Biometrics testing for bias standardized while contracts test patience
Biometrics standards are advancing and the testing providers that use them for evaluations are growing, but investments are still subject to the vagaries of international partnerships and government budgets, as seen in the most-read stories of the week on Biometric Update. Tests of demographic differentials in biometric accuracy now have an ISO/IEC standard to rely on, while France-based test and consulting firm Fime has acquired Consult Hyperion. Separate contracts for Idemia in DRC and ACI in the Philippines have fallen apart for very different reasons, while Idemia NSS picks one up in the U.S., and DHS will be left millions of dollars short of its budget request for research and testing. NEC, meanwhile, announces an impressive new facial recognition system.
Top biometrics news of the week
NEC has launched a face biometric authentication system that can process up to 100 people per minute, by continually scanning and matching people on the move. The system is designed for crowded environments like airports, and also includes features to track people by their clothing and analyze movement patterns. It can be implemented at the network edge and integrated with infrastructure like overhead displays and AR glasses.
A $697 million ID card contract in the Democratic Republic of the Congo has been cancelled, after it was revealed that a supplier agreement between Idemia and contract-holder Afritech had been misrepresented as a consortium. Idemia tells Biometric Update in an email that it still intends to collaborate with Congolese authorities to support the ID card rollout.

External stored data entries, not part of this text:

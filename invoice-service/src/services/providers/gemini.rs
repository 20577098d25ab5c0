//! Gemini AI provider implementation.
//!
//! Implements text generation using Google's Gemini API.

use super::{ProviderError, TextProvider};
use async_trait::async_trait;
use reqwest::Client;
use serde::{Deserialize, Serialize};

/// Gemini API base URL.
const GEMINI_API_BASE: &str = "https://generativelanguage.googleapis.com/v1beta";

/// Gemini provider configuration.
#[derive(Debug, Clone)]
pub struct GeminiConfig {
    pub api_key: String,
    pub model: String,
}

/// Gemini text provider. One shared instance per process, constructed at
/// startup and reused across requests.
pub struct GeminiTextProvider {
    config: GeminiConfig,
    client: Client,
}

impl GeminiTextProvider {
    pub fn new(config: GeminiConfig) -> Self {
        let client = Client::builder()
            .timeout(std::time::Duration::from_secs(120))
            .build()
            .expect("Failed to create HTTP client");

        Self { config, client }
    }

    /// Build the API URL for the given model and method.
    fn api_url(&self, method: &str) -> String {
        format!(
            "{}/models/{}:{}?key={}",
            GEMINI_API_BASE, self.config.model, method, self.config.api_key
        )
    }
}

#[async_trait]
impl TextProvider for GeminiTextProvider {
    async fn generate(&self, prompt: &str) -> Result<String, ProviderError> {
        if self.config.api_key.is_empty() {
            return Err(ProviderError::NotConfigured(
                "Gemini API key not configured".to_string(),
            ));
        }

        let request = GenerateContentRequest {
            contents: vec![Content {
                role: Some("user".to_string()),
                parts: vec![ContentPart {
                    text: prompt.to_string(),
                }],
            }],
        };

        let url = self.api_url("generateContent");

        tracing::debug!(
            model = %self.config.model,
            prompt_len = prompt.len(),
            "Sending request to Gemini API"
        );

        let response = self
            .client
            .post(&url)
            .json(&request)
            .send()
            .await
            .map_err(|e| ProviderError::NetworkError(e.to_string()))?;

        if !response.status().is_success() {
            let status = response.status();
            let error_text = response.text().await.unwrap_or_default();

            if status.as_u16() == 429 {
                return Err(ProviderError::RateLimited);
            }

            return Err(ProviderError::ApiError(format!(
                "Gemini API error {}: {}",
                status, error_text
            )));
        }

        let api_response: GenerateContentResponse = response
            .json()
            .await
            .map_err(|e| ProviderError::ApiError(format!("Failed to parse response: {}", e)))?;

        let candidate = api_response
            .candidates
            .first()
            .ok_or_else(|| ProviderError::ApiError("Gemini returned no candidates".to_string()))?;

        if candidate.finish_reason.as_deref() == Some("SAFETY") {
            return Err(ProviderError::ContentFiltered);
        }

        candidate
            .content
            .parts
            .first()
            .map(|p| p.text.clone())
            .ok_or_else(|| ProviderError::ApiError("Gemini returned no text content".to_string()))
    }
}

// ============================================================================
// Gemini API Request/Response Types
// ============================================================================

#[derive(Debug, Serialize)]
#[serde(rename_all = "camelCase")]
struct GenerateContentRequest {
    contents: Vec<Content>,
}

#[derive(Debug, Serialize, Deserialize)]
#[serde(rename_all = "camelCase")]
struct Content {
    #[serde(skip_serializing_if = "Option::is_none")]
    role: Option<String>,
    #[serde(default)]
    parts: Vec<ContentPart>,
}

#[derive(Debug, Serialize, Deserialize)]
struct ContentPart {
    text: String,
}

#[derive(Debug, Deserialize)]
#[serde(rename_all = "camelCase")]
struct GenerateContentResponse {
    #[serde(default)]
    candidates: Vec<Candidate>,
}

#[derive(Debug, Deserialize)]
#[serde(rename_all = "camelCase")]
struct Candidate {
    content: Content,
    #[serde(default)]
    finish_reason: Option<String>,
}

The American Navy has selected Idemia NSS for a fixed-price contract to supply technology which is unspecified, but appears to be biometric access control solutions for Navy facilities. The Navy has piloted Idemia’s biometric base access system, and found it dramatically increased throughput at base entrances.
The contract to print the Philippines’ national digital ID cards, held by ACI, has been cancelled. BSP terminated the contract while accusing the company of failing to deliver enough cards, refusing to comply with instructions or provide a catch-up plan, and incurring seven times more waste than the contract allowed.

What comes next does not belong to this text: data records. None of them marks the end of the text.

use invoice_service::config::{GenAiBackend, InvoiceConfig};
use invoice_service::services::MongoDb;
use invoice_service::startup::Application;
use uuid::Uuid;

// Test constants for caller identity
pub const TEST_USER_ID: &str = "test_user_123";
pub const OTHER_USER_ID: &str = "other_user_456";

pub struct TestApp {
    pub address: String,
    pub port: u16,
    pub client: reqwest::Client,
    pub db: MongoDb,
    pub db_name: String,
}

impl TestApp {
    pub async fn spawn() -> Self {
        std::env::set_var("MONGODB_URI", "mongodb://localhost:27017");
        std::env::set_var("GENAI_BACKEND", "mock");

        let db_name = format!("invoice_test_{}", Uuid::new_v4());

        let mut config = InvoiceConfig::load().expect("Failed to load configuration");
        config.common.port = 0; // Random port for testing
        config.mongodb.database = db_name.clone();
        config.genai.backend = GenAiBackend::Mock;

        let app = Application::build(config)
            .await
            .expect("Failed to build test application");

        let port = app.port();
        let db = app.db().clone();
        let address = format!("http://127.0.0.1:{}", port);

        tokio::spawn(async move {
            app.run_until_stopped().await.ok();
        });

        // Wait for the server to be ready by polling the health endpoint
        let client = reqwest::Client::new();
        let health_url = format!("{}/health", address);
        for _ in 0..50 {
            if client.get(&health_url).send().await.is_ok() {
                break;
            }
            tokio::time::sleep(tokio::time::Duration::from_millis(50)).await;
        }

        TestApp {
            address,
            port,
            client,
            db,
            db_name,
        }
    }

    /// Build a request with the trusted identity headers the BFF would set.
    pub fn request(
        &self,
        method: reqwest::Method,
        path: &str,
        user_id: &str,
    ) -> reqwest::RequestBuilder {
        self.client
            .request(method, format!("{}{}", self.address, path))
            .header("X-User-ID", user_id)
            .header("X-User-Name", "Test User")
            .header("X-User-Email", "tester@example.com")
    }

    pub fn get(&self, path: &str, user_id: &str) -> reqwest::RequestBuilder {
        self.request(reqwest::Method::GET, path, user_id)
    }

    pub fn post(&self, path: &str, user_id: &str) -> reqwest::RequestBuilder {
        self.request(reqwest::Method::POST, path, user_id)
    }

    pub fn put(&self, path: &str, user_id: &str) -> reqwest::RequestBuilder {
        self.request(reqwest::Method::PUT, path, user_id)
    }

    pub fn delete(&self, path: &str, user_id: &str) -> reqwest::RequestBuilder {
        self.request(reqwest::Method::DELETE, path, user_id)
    }

    /// Cleanup test resources (drops the per-test database).
    pub async fn cleanup(&self) {
        let _ = self.db.client().database(&self.db_name).drop(None).await;
    }
}
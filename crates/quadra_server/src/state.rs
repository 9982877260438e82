//! Shared state carried by every request handler.

use quadra_db::QuadraDb;

/// Application state: the database handle plus the public base URL used to
/// derive sharable matrix links. Cheap to clone; handed to axum as router
/// state.
#[derive(Clone)]
pub struct AppState {
    pub db: QuadraDb,
    public_url: String,
}

impl AppState {
    pub fn new(db: QuadraDb, public_url: String) -> Self {
        // A trailing slash would double up in derived links
        let public_url = public_url.trim_end_matches('/').to_string();
        Self { db, public_url }
    }

    /// Link a collaborator can open to join a matrix. Derived, never stored.
    pub fn sharable_link(&self, matrix_id: &str) -> String {
        format!("{}/matrix/{}", self.public_url, matrix_id)
    }
}

#[cfg(test)]
mod tests {
    use super::*;
    use tempfile::TempDir;

    #[tokio::test]
    async fn test_sharable_link_strips_trailing_slash() {
        let tmp = TempDir::new().unwrap();
        let db = QuadraDb::open(tmp.path().join("state.db")).await.unwrap();

        let state = AppState::new(db, "https://example.com/".to_string());
        assert_eq!(state.sharable_link("m1"), "https://example.com/matrix/m1");
    }
}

The international standard for how to test and measure biometric bias, ISO/IEC 19795-10, has been unanimously approved by national standards bodies. The standard, co-authored by John Howard and Yevgeniy Sirotin and contributed to by a long list of influential biometrics researchers, is now weeks away from publication.

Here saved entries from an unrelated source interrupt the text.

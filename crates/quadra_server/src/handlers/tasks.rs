//! Task endpoints.

use axum::extract::{Path, State};
use axum::http::StatusCode;
use axum::Json;
use tracing::info;

use crate::error::ApiResult;
use crate::state::AppState;
use quadra_db::{NewTask, Task, TaskPatch};

/// POST /matrices/{matrix_id}/tasks
pub async fn create_task(
    State(state): State<AppState>,
    Path(matrix_id): Path<String>,
    Json(payload): Json<NewTask>,
) -> ApiResult<(StatusCode, Json<Task>)> {
    let task = state.db.create_task(&matrix_id, payload).await?;
    info!(matrix_id = %matrix_id, task_id = task.id, "Task created");
    Ok((StatusCode::CREATED, Json(task)))
}

/// GET /matrices/{matrix_id}/tasks
pub async fn list_tasks(
    State(state): State<AppState>,
    Path(matrix_id): Path<String>,
) -> ApiResult<Json<Vec<Task>>> {
    let tasks = state.db.list_tasks(&matrix_id).await?;
    Ok(Json(tasks))
}

/// PUT /matrices/{matrix_id}/tasks/{task_id}
pub async fn update_task(
    State(state): State<AppState>,
    Path((matrix_id, task_id)): Path<(String, i64)>,
    Json(payload): Json<TaskPatch>,
) -> ApiResult<Json<Task>> {
    let task = state.db.update_task(&matrix_id, task_id, payload).await?;
    Ok(Json(task))
}

/// DELETE /matrices/{matrix_id}/tasks/{task_id}
pub async fn delete_task(
    State(state): State<AppState>,
    Path((matrix_id, task_id)): Path<(String, i64)>,
) -> ApiResult<StatusCode> {
    state.db.delete_task(&matrix_id, task_id).await?;
    info!(matrix_id = %matrix_id, task_id, "Task deleted");
    Ok(StatusCode::NO_CONTENT)
}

DHS has been allocated $91.5 million less for 2025 than it requested by the House, calling into question its ability to execute ambitious plans to expand its biometrics programs. Democrats on the House Appropriations Committee opposed the funding reduction, which hits DHS S&T’s research and development particularly hard.
Russia is planning to collect biometrics from foreigners entering the country in an attempt to crack down on crime committed by visitors from abroad and reduce the number of those staying in the country without a work permit. Migrants’ biometrics would be added to the UBS after implementation by the system’s operator, the CBT.
Adding biometrics to biographic data used in border control systems should be viewed as an investment in trade and tourism, rather than a cost, Travizory CEO Renaud Irminger tells Biometric Update in an interview. Irminger delves into the company’s work on biometric e-Visas and Electronic Travel Authorization Systems.
Fime continues an inorganic growth spurt with the acquisition of Consult Hyperion, adding digital identity consulting expertise to a testing and advisory portfolio that has already grown significantly this year. The combination improves Fime’s position serving business in digital ID, payments and smart mobility, according to CEO Lionel Grosclaude.
A report from the Center for Financial Inclusion argues that Kenya’s transition to digital ID illustrates what happens when government commitment to high-quality implementation is not balanced by adequate constraints and transparency. Idex has entered the country’s private sector ID ecosystem, with a partnership to produce biometric student ID cards.
Brazil is making progress in its digital public infrastructure rollout, with the Gov.br platform enabling access to a range of government services, and 98 percent of young children registered for legal identity. DPI will be one of four priorities for the G20’s digital economy working group as the country hosts its next meetings in Rio de Janeiro.
The end of OIX could signal the graduation of many of the ideas the organization championed – like mapping trust frameworks against each other and making digital IDs interoperable and user-controlled so they can be reused – to consensus. If not, it could mark an ominous pullback from collaboration as the market coalesces.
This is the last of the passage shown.